## [Task instructions]
In the listing below, how many lines hold the string "serde"? Reply with the number and nothing else.

-- Records for processing follows --

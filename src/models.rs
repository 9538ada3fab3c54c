// Core data structures for tubethread

use serde::{Deserialize, Serialize};

/// Disambiguation prefix the site puts in front of channel handles
pub const HANDLE_PREFIX: char = '@';

/// One top-level comment thread
#[derive(Debug, Clone, Default, PartialEq, Eq, Serialize, Deserialize)]
pub struct CommentRecord {
    /// Channel name of the commenter, handle prefix stripped
    pub commenter: String,

    /// Comment text, surrounding whitespace trimmed
    pub content: String,

    /// Permalink to the comment (empty if it could not be read)
    pub link: String,

    /// Replies in render order
    #[serde(default)]
    pub children: Vec<ReplyRecord>,
}

impl CommentRecord {
    /// Build a record from raw page text, normalizing every field
    pub fn new(commenter: &str, content: &str, link: impl Into<String>) -> Self {
        Self {
            commenter: normalize_commenter(commenter),
            content: normalize_content(content),
            link: link.into(),
            children: Vec::new(),
        }
    }
}

/// One reply inside a thread. Replies do not nest.
#[derive(Debug, Clone, Default, PartialEq, Eq, Serialize, Deserialize)]
pub struct ReplyRecord {
    pub commenter: String,
    pub content: String,
    pub link: String,
}

impl ReplyRecord {
    /// Build a reply from raw page text, normalizing every field
    pub fn new(commenter: &str, content: &str, link: impl Into<String>) -> Self {
        Self {
            commenter: normalize_commenter(commenter),
            content: normalize_content(content),
            link: link.into(),
        }
    }
}

/// What a fully processed thread produced
#[derive(Debug, Clone, PartialEq, Eq)]
pub enum ThreadOutcome {
    /// The thread passed the filter (or no filter is set)
    Record(CommentRecord),

    /// The thread was read but failed the filter
    Skip,
}

impl ThreadOutcome {
    /// Get the record, if any
    pub fn record(&self) -> Option<&CommentRecord> {
        match self {
            Self::Record(record) => Some(record),
            Self::Skip => None,
        }
    }

    /// Consume and return the record, if any
    pub fn into_record(self) -> Option<CommentRecord> {
        match self {
            Self::Record(record) => Some(record),
            Self::Skip => None,
        }
    }

    pub fn is_skip(&self) -> bool {
        matches!(self, Self::Skip)
    }
}

/// Counters for one traversal run
#[derive(Debug, Clone, Default, PartialEq, Eq, Serialize)]
pub struct ScrapeStats {
    /// Comment count advertised by the page at startup
    pub advertised_total: Option<usize>,

    /// Threads fully processed (emitted or skipped)
    pub threads_completed: usize,

    /// Every comment read, threads and replies together
    pub parsed_count: usize,

    /// Threads that produced a record
    pub emitted: usize,

    /// Threads dropped by the filter
    pub skipped: usize,
}

impl ScrapeStats {
    /// Replies read across all threads
    pub fn replies_read(&self) -> usize {
        self.parsed_count.saturating_sub(self.threads_completed)
    }
}

/// Trim a channel name and strip the handle prefix
///
/// Applying this to an already normalized name leaves it unchanged.
pub fn normalize_commenter(raw: &str) -> String {
    let mut name = raw.trim();
    while let Some(rest) = name.strip_prefix(HANDLE_PREFIX) {
        name = rest.trim_start();
    }
    name.to_string()
}

/// Trim leading and trailing whitespace from comment text
pub fn normalize_content(raw: &str) -> String {
    raw.trim().to_string()
}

-- Records for processing concluded --

## [Solution]
2